▶ Exercise brief
For the entries below, count the lines that contain the word "when" and reply with that number only.

(Data excerpts)
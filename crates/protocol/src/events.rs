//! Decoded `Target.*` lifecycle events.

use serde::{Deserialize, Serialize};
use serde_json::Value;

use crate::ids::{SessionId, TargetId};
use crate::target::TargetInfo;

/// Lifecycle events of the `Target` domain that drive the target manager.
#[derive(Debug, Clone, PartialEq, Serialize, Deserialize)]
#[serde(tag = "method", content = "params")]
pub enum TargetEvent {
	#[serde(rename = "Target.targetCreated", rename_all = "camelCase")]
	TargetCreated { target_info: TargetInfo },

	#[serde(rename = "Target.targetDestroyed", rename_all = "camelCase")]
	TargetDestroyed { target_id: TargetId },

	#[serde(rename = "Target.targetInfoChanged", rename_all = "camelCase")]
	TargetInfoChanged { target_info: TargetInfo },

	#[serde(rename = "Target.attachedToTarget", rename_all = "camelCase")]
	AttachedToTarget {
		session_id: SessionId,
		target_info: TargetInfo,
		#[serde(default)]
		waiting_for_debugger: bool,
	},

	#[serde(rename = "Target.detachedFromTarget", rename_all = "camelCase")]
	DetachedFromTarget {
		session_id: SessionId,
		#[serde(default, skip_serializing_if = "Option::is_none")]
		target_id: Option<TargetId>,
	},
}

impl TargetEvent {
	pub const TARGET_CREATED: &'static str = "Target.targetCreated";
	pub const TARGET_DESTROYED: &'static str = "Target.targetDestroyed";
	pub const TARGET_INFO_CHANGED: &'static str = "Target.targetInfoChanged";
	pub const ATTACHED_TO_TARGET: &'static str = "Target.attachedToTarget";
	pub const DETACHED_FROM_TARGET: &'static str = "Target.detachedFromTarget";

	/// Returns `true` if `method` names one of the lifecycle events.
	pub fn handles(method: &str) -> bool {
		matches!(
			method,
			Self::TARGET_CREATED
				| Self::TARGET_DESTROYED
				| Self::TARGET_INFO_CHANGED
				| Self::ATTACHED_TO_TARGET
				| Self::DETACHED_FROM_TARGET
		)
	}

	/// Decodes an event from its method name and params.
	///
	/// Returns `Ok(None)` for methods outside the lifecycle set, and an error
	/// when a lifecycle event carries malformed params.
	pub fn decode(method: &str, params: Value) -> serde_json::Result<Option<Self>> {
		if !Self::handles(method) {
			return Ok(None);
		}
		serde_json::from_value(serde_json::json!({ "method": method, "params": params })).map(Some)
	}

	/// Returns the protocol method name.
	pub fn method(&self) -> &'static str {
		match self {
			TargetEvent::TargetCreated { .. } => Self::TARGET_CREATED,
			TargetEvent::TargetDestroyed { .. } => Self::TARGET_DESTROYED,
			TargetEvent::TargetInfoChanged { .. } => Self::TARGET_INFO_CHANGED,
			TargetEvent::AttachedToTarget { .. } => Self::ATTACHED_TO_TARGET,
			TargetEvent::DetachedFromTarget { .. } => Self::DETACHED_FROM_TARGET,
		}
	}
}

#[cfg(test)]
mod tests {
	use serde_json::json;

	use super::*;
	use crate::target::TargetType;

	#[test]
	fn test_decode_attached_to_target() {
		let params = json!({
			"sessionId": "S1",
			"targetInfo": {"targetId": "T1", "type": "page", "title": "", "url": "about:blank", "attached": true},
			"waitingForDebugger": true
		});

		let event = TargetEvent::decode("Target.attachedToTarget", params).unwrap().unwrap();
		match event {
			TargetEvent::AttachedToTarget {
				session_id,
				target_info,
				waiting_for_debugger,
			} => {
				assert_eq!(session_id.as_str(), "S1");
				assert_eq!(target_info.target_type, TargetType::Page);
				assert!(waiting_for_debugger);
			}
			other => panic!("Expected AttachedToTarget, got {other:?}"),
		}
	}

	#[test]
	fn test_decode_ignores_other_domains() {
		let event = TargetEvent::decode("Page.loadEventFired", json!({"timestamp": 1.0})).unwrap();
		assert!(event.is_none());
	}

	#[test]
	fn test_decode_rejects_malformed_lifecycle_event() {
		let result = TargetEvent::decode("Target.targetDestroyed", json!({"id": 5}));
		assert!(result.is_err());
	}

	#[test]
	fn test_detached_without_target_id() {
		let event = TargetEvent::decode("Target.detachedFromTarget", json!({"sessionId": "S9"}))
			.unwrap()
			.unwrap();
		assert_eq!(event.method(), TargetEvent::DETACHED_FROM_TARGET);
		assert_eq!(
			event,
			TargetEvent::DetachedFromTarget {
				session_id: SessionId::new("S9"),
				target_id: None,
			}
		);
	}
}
==
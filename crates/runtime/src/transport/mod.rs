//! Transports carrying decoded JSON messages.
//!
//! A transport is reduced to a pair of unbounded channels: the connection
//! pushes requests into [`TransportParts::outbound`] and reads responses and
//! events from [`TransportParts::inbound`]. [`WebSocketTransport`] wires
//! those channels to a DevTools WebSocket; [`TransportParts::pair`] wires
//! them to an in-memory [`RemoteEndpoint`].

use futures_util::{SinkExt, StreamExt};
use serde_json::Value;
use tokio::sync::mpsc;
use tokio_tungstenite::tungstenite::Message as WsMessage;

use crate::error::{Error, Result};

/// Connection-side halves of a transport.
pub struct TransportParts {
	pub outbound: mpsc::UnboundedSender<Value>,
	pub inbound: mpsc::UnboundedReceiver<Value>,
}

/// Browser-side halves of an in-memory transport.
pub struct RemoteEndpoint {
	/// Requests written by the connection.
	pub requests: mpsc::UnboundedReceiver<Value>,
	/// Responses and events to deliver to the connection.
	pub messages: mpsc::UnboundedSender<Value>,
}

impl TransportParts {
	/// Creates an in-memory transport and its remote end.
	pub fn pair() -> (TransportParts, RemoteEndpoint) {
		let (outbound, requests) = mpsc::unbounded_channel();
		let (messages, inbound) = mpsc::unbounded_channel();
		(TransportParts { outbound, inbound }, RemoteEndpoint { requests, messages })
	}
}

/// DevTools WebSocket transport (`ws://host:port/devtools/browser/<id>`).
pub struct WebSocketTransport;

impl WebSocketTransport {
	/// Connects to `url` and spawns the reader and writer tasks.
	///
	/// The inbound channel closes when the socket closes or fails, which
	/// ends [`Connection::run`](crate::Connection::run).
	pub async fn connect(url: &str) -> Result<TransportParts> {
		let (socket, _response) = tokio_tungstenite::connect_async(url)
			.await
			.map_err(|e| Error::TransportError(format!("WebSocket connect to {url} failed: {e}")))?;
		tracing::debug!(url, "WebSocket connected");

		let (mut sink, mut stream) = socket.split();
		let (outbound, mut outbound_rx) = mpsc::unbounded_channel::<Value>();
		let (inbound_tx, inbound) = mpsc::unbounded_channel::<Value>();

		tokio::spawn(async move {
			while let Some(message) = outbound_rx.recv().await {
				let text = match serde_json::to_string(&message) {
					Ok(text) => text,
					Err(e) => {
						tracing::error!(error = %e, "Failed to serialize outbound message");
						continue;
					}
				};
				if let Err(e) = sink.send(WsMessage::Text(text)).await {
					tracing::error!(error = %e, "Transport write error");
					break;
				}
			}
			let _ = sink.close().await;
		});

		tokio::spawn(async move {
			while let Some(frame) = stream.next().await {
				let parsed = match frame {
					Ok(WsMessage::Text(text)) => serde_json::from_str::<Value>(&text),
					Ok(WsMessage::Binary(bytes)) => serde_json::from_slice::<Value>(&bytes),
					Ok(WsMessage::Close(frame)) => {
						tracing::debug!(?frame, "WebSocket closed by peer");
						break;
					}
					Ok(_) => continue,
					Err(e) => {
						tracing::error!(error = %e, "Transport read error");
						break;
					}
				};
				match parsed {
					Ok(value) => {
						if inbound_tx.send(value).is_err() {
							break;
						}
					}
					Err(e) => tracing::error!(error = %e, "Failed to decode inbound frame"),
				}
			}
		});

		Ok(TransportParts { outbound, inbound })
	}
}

▶ Answer section
2